Quick answer: Crash logs are raw records of individual crashes; crash analytics aggregates and analyzes them, grouping by issue, counting occurrences, ranking by impact, and showing trends. Logs are the raw data; analytics turns it into insight.

Crash logs and crash analytics relate to the same crashes but at different levels, raw data versus analyzed insight. Confusing them means thinking you have what you need when you only have raw logs. Here's the comparison.

What Crash Logs Are

Crash logs are raw records of individual crashes, the stack trace and details of each crash as it happened. They're the underlying data, one log per crash occurrence. Logs are essential raw material, but on their own they're hard to act on: a pile of individual crash logs doesn't tell you which crashes matter or how often they happen.

A thousand crash logs is overwhelming, not informative, you can't tell from raw logs alone that they're really three distinct issues, or which affects the most players. Logs are the raw input; they need processing to become useful, which is what analytics provides.

What Crash Analytics Are

Crash analytics aggregates and analyzes crash logs into insight: grouping identical crashes by signature, counting occurrences and affected players, ranking by impact, and showing trends over time and per version. Analytics turns a pile of raw logs into a prioritized, understandable picture of what's crashing your game.

Bugnet provides crash analytics, grouping, impact ranking, per-version trends, not just raw logs. Analytics is what makes crash data actionable: instead of a thousand logs, you get a short ranked list of distinct issues with counts. Analytics is the insight layer on top of the raw logs.

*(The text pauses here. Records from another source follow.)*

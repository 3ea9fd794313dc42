//! Microphone capture: `codec in → ai_afe → rate_cvt → encoder → ring`.

use std::sync::{Arc, Weak};
use std::time::Duration;

use parking_lot::Mutex;
use tracing::{debug, info, warn};

use crate::afe::{AfeEngine, AfeManager, AfeManagerConfig, EnergyAfe, EnergyAfeConfig};
use crate::codec::CodecDevice;
use crate::data_bus::{DataBus, RingBuffer};
use crate::elements::{
    AfeControl, AfeElement, AfeElementConfig, AfeEvent, AfeEventFn, Encoder, EncoderFormat, RateConvert,
    AFE_TAG, ENCODER_TAG, RATE_CVT_TAG,
};
use crate::error::{Result, SpeakerError};
use crate::graph::{BusIo, CodecIo, Pipeline, PipelineEvent, Pool, Port, PortDir, PortKind, SoundInfo, Task, TaskConfig};
use crate::sync::Wait;
use crate::thread::ThreadSettings;

pub type RecorderEventFn = Arc<dyn Fn(&AfeEvent) + Send + Sync>;

#[derive(Debug, Clone)]
pub struct RecorderConfig {
    /// Software front end built by [`Recorder::open`]. Default: mono mic,
    /// 512-sample chunks.
    pub afe: EnergyAfeConfig,
    /// Default: feed and fetch threads at priority 6 with 5 KiB stacks.
    pub manager: AfeManagerConfig,
    /// Default: `"recorder"`, 5 KiB, priority 6, core 0.
    pub task: TaskConfig,
    /// Capacity of the encoded-output ring. Default: 3072 bytes.
    pub out_ring_size: usize,
    /// Bytes requested from the codec per read. Default: 2048.
    pub in_bytes: usize,
    /// Default: 100 ms.
    pub in_wait: Duration,
    /// Default: 8000.
    pub out_rate: u32,
    /// Default: `G711a`.
    pub format: EncoderFormat,
    /// Default: 30 s.
    pub wakeup_end: Duration,
    /// Default: `false`.
    pub vcmd_detect_en: bool,
    /// Open the command window on wake word instead of on VAD start.
    /// Default: `false`.
    pub command_on_wakeup: bool,
}

impl Default for RecorderConfig {
    fn default() -> Self {
        Self {
            afe: EnergyAfeConfig::default(),
            manager: AfeManagerConfig::default(),
            task: TaskConfig {
                thread: ThreadSettings::named("recorder")
                    .with_stack(5 * 1024)
                    .with_priority(6)
                    .with_core(0),
                ..TaskConfig::default()
            },
            out_ring_size: 3 * 1024,
            in_bytes: 2048,
            in_wait: Duration::from_millis(100),
            out_rate: 8000,
            format: EncoderFormat::G711a,
            wakeup_end: Duration::from_secs(30),
            vcmd_detect_en: false,
            command_on_wakeup: false,
        }
    }
}

struct Active {
    ring: Arc<RingBuffer>,
    manager: Arc<AfeManager>,
    control: AfeControl,
    // The event hook only holds a `Weak` to this, so dropping `Active`
    // releases the element core and with it the manager.
    control_slot: Arc<Mutex<Option<AfeControl>>>,
    pipeline: Pipeline,
}

/// Owns the capture pipeline between `open` and `close`.
pub struct Recorder {
    config: RecorderConfig,
    pool: Arc<Mutex<Pool>>,
    rec_dev: Arc<dyn CodecDevice>,
    active: Mutex<Option<Active>>,
}

impl Recorder {
    pub fn new(config: RecorderConfig, pool: Arc<Mutex<Pool>>, rec_dev: Arc<dyn CodecDevice>) -> Self {
        Self {
            config,
            pool,
            rec_dev,
            active: Mutex::new(None),
        }
    }

    pub fn is_open(&self) -> bool {
        self.active.lock().is_some()
    }

    /// Build and start the capture pipeline around a fresh [`EnergyAfe`].
    ///
    /// # Errors
    /// `InvalidState` when already open; otherwise whatever the engine,
    /// manager, pipeline or task reported. Nothing stays allocated on error.
    pub fn open(&self, cb: RecorderEventFn) -> Result<()> {
        let engine = EnergyAfe::new(self.config.afe.clone())?;
        self.open_with_engine(Arc::new(engine), cb)
    }

    /// Same as [`open`](Self::open) with a caller-supplied engine.
    pub fn open_with_engine(&self, engine: Arc<dyn AfeEngine>, cb: RecorderEventFn) -> Result<()> {
        let mut active = self.active.lock();
        if active.is_some() {
            return Err(SpeakerError::InvalidState("recorder already open".into()));
        }
        match self.build(engine, cb) {
            Ok(built) => *active = Some(built),
            Err(e) => {
                self.pool.lock().unregister_element(AFE_TAG);
                return Err(e);
            }
        }
        info!(rate = self.config.out_rate, format = ?self.config.format, "recorder opened");
        Ok(())
    }

    // Locals drop in reverse order, so an early return tears down whatever
    // was already built: pipeline, then task, then manager.
    fn build(&self, engine: Arc<dyn AfeEngine>, cb: RecorderEventFn) -> Result<Active> {
        let ring = Arc::new(RingBuffer::new(self.config.out_ring_size, 1)?);
        let manager = AfeManager::create(self.config.manager.clone(), engine, None)?;
        let guard = ManagerGuard(Some(Arc::clone(&manager)));

        let control_slot: Arc<Mutex<Option<AfeControl>>> = Arc::new(Mutex::new(None));
        let mut el_cfg = AfeElementConfig::new(Arc::clone(&manager));
        el_cfg.wakeup_end = self.config.wakeup_end;
        el_cfg.vcmd_detect_en = self.config.vcmd_detect_en;
        el_cfg.event = Some(event_hook(
            cb,
            Arc::downgrade(&control_slot),
            self.config.vcmd_detect_en,
            self.config.command_on_wakeup,
        ));

        let pipeline = {
            let mut pool = self.pool.lock();
            pool.unregister_element(AFE_TAG);
            pool.register_element(Box::new(AfeElement::new(el_cfg)));
            pool.new_pipeline(None, &[AFE_TAG, RATE_CVT_TAG, ENCODER_TAG], None)?
        };

        let bus: Arc<dyn DataBus> = ring.clone();
        let out = BusIo::new("rec_out", PortDir::Out, PortKind::Byte, bus);
        pipeline.reg_el_port(ENCODER_TAG, PortDir::Out, Port::new(Arc::new(out), 0, Wait::Forever))?;
        let input = CodecIo::new("codec_in", PortDir::In, Arc::clone(&self.rec_dev));
        pipeline.reg_el_port(
            AFE_TAG,
            PortDir::In,
            Port::new(Arc::new(input), self.config.in_bytes, Wait::For(self.config.in_wait)),
        )?;

        let rate = self.config.out_rate;
        pipeline.with_element::<RateConvert, _>(RATE_CVT_TAG, |r| r.set_dest_rate(rate))?;
        let format = self.config.format;
        pipeline.with_element::<Encoder, _>(ENCODER_TAG, |e| e.reconfig(format, SoundInfo::new(rate, 1, 16)))??;
        let control = pipeline.with_element::<AfeElement, _>(AFE_TAG, |a| a.control())?;
        *control_slot.lock() = Some(control.clone());

        let task = Arc::new(Task::new(self.config.task.clone())?);
        pipeline.bind_task(task)?;
        pipeline.loading_jobs()?;
        pipeline.set_event(Some(Arc::new(|ev: &PipelineEvent| {
            debug!(from = ev.source.as_str(), kind = ?ev.kind, state = %ev.state, "recorder pipeline event");
        })));
        pipeline.run()?;

        guard.disarm();
        Ok(Active {
            ring,
            manager,
            control,
            control_slot,
            pipeline,
        })
    }

    /// Stop and release everything. Closing a closed recorder is a no-op.
    pub fn close(&self) -> Result<()> {
        let Some(active) = self.active.lock().take() else {
            warn!("recorder already closed");
            return Ok(());
        };
        // Wake the encoder if it is parked on a full ring.
        active.ring.abort();
        if let Err(e) = active.pipeline.stop() {
            debug!("recorder pipeline stop: {e}");
        }
        drop(active.pipeline);
        active.manager.destroy();
        active.control_slot.lock().take();
        active.control.set_event(None);
        self.pool.lock().unregister_element(AFE_TAG);
        info!("recorder closed");
        Ok(())
    }

    /// Block until `buf` is full of encoded audio.
    ///
    /// Returns fewer bytes only when the pipeline finished.
    ///
    /// # Errors
    /// `InvalidState` when closed, `Aborted` when closed while waiting.
    pub fn read_data(&self, buf: &mut [u8]) -> Result<usize> {
        let ring = self
            .active
            .lock()
            .as_ref()
            .map(|a| Arc::clone(&a.ring))
            .ok_or_else(|| SpeakerError::InvalidState("recorder not open".into()))?;
        ring.read(buf, Wait::Forever)
    }

    /// # Errors
    /// `InvalidState` when closed.
    pub fn suspend(&self, suspend: bool) -> Result<()> {
        self.with_active(|a| a.manager.suspend(suspend))?
    }

    pub fn trigger_wakeup(&self) -> Result<()> {
        self.with_active(|a| a.manager.trigger_wakeup())
    }

    /// Control handle of the running `ai_afe`.
    pub fn afe_control(&self) -> Option<AfeControl> {
        self.active.lock().as_ref().map(|a| a.control.clone())
    }

    pub fn manager(&self) -> Option<Arc<AfeManager>> {
        self.active.lock().as_ref().map(|a| Arc::clone(&a.manager))
    }

    fn with_active<R>(&self, f: impl FnOnce(&Active) -> R) -> Result<R> {
        self.active
            .lock()
            .as_ref()
            .map(f)
            .ok_or_else(|| SpeakerError::InvalidState("recorder not open".into()))
    }
}

impl Drop for Recorder {
    fn drop(&mut self) {
        let _ = self.close();
    }
}

impl std::fmt::Debug for Recorder {
    fn fmt(&self, f: &mut std::fmt::Formatter<'_>) -> std::fmt::Result {
        f.debug_struct("Recorder")
            .field("open", &self.is_open())
            .field("out_rate", &self.config.out_rate)
            .field("format", &self.config.format)
            .finish_non_exhaustive()
    }
}

/// Destroys the manager unless the build went through.
struct ManagerGuard(Option<Arc<AfeManager>>);

impl ManagerGuard {
    fn disarm(mut self) {
        self.0 = None;
    }
}

impl Drop for ManagerGuard {
    fn drop(&mut self) {
        if let Some(manager) = self.0.take() {
            manager.destroy();
        }
    }
}

fn event_hook(
    cb: RecorderEventFn,
    control: Weak<Mutex<Option<AfeControl>>>,
    vcmd: bool,
    command_on_wakeup: bool,
) -> AfeEventFn {
    Arc::new(move |ev: &AfeEvent| {
        cb(ev);
        let ctl = if vcmd {
            control.upgrade().and_then(|slot| slot.lock().clone())
        } else {
            None
        };
        let window = |open: bool| {
            if let Some(ctl) = ctl.as_ref() {
                if let Err(e) = ctl.vcmd_detection_cancel() {
                    debug!("vcmd window cancel failed: {e}");
                }
                if open {
                    if let Err(e) = ctl.vcmd_detection_begin() {
                        warn!("vcmd window open failed: {e}");
                    }
                }
            }
        };
        match ev {
            AfeEvent::WakeupStart(info) => {
                if command_on_wakeup {
                    window(true);
                }
                info!(word = info.wake_word_index, model = info.model_index, "WAKEUP_START");
            }
            AfeEvent::WakeupEnd => {
                if command_on_wakeup {
                    window(false);
                }
                info!("WAKEUP_END");
            }
            AfeEvent::VadStart => {
                if !command_on_wakeup {
                    window(true);
                }
                info!("VAD_START");
            }
            AfeEvent::VadEnd => {
                if !command_on_wakeup {
                    window(false);
                }
                info!("VAD_END");
            }
            AfeEvent::VcmdTimeout => info!("VCMD_DECT_TIMEOUT"),
            AfeEvent::VcmdDetected(cmd) => {
                warn!(phrase = cmd.phrase_id, prob = cmd.prob, text = cmd.text.as_str(), "command detected");
            }
        }
    })
}

#[cfg(test)]
mod tests {
    use super::*;
    use crate::codec::NullCodec;
    use crate::elements::WakeState;

    fn pool() -> Arc<Mutex<Pool>> {
        let mut pool = Pool::new();
        pool.register_element(Box::new(RateConvert::default()));
        pool.register_element(Box::new(Encoder::default()));
        Arc::new(Mutex::new(pool))
    }

    fn recorder() -> Recorder {
        let dev = Arc::new(NullCodec::paced(SoundInfo::new(16_000, 1, 16)));
        Recorder::new(RecorderConfig::default(), pool(), dev)
    }

    #[test]
    fn reads_encoded_silence() {
        let rec = recorder();
        rec.open(Arc::new(|_: &AfeEvent| {})).unwrap();
        let mut buf = [0u8; 160];
        assert_eq!(rec.read_data(&mut buf).unwrap(), 160);
        // A-law silence.
        assert!(buf.iter().all(|b| *b == 0xD5));
        assert_eq!(rec.afe_control().map(|c| c.wake_state()), Some(WakeState::Idle));
        rec.close().unwrap();
    }

    #[test]
    fn double_open_is_rejected_and_close_is_idempotent() {
        let rec = recorder();
        rec.open(Arc::new(|_: &AfeEvent| {})).unwrap();
        assert!(matches!(
            rec.open(Arc::new(|_: &AfeEvent| {})),
            Err(SpeakerError::InvalidState(_))
        ));
        rec.close().unwrap();
        rec.close().unwrap();
        assert!(!rec.is_open());
        assert!(matches!(rec.read_data(&mut [0u8; 4]), Err(SpeakerError::InvalidState(_))));
        assert!(rec.suspend(true).is_err());
    }

    #[test]
    fn failed_open_leaves_nothing_behind() {
        let rec = Recorder::new(
            RecorderConfig::default(),
            Arc::new(Mutex::new(Pool::new())),
            Arc::new(NullCodec::default()),
        );
        assert!(matches!(
            rec.open(Arc::new(|_: &AfeEvent| {})),
            Err(SpeakerError::NotFound(_))
        ));
        assert!(!rec.is_open());
        assert!(rec.pool.lock().element_tags().is_empty());
    }

    #[test]
    fn reopen_after_close_works() {
        let rec = recorder();
        for _ in 0..2 {
            rec.open(Arc::new(|_: &AfeEvent| {})).unwrap();
            let mut buf = [0u8; 32];
            assert_eq!(rec.read_data(&mut buf).unwrap(), 32);
            rec.close().unwrap();
        }
        assert!(rec.pool.lock().element_tags().iter().all(|t| *t != AFE_TAG));
    }

    fn wait_for(cond: impl Fn() -> bool) -> bool {
        let deadline = std::time::Instant::now() + Duration::from_secs(2);
        while std::time::Instant::now() < deadline {
            if cond() {
                return true;
            }
            std::thread::sleep(Duration::from_millis(2));
        }
        cond()
    }

    #[test]
    fn close_releases_manager_and_element_core() {
        let rec = Recorder::new(
            RecorderConfig {
                vcmd_detect_en: true,
                ..RecorderConfig::default()
            },
            pool(),
            Arc::new(NullCodec::paced(SoundInfo::new(16_000, 1, 16))),
        );
        let mut managers = Vec::new();
        for _ in 0..2 {
            rec.open(Arc::new(|_: &AfeEvent| {})).unwrap();
            let mut buf = [0u8; 32];
            assert_eq!(rec.read_data(&mut buf).unwrap(), 32);
            managers.push(Arc::downgrade(&rec.manager().unwrap()));
            rec.close().unwrap();
        }
        for manager in &managers {
            assert!(wait_for(|| manager.strong_count() == 0), "AFE manager outlived close");
        }
    }
}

Why You Need Analytics, Not Just Logs

The distinction is decisive: logs are raw data, analytics is insight. Having crash logs without analytics is having the data without the understanding, you can't easily tell what to fix from raw logs alone. Analytics, grouping, counting, ranking, trends, is what turns the logs into a prioritized plan.

Bugnet does the analytics on the logs it captures, so you get insight, not just records. So don't settle for raw crash logs, you need crash analytics that groups, ranks, and trends them to know which crashes actually matter. The logs are necessary raw material, but analytics is what makes them useful for deciding what to fix.

Crash logs are raw records of individual crashes; crash analytics aggregates them, grouping by issue, counting, ranking by impact, and showing trends. Logs are the data; analytics is the insight. You need analytics to know what to fix.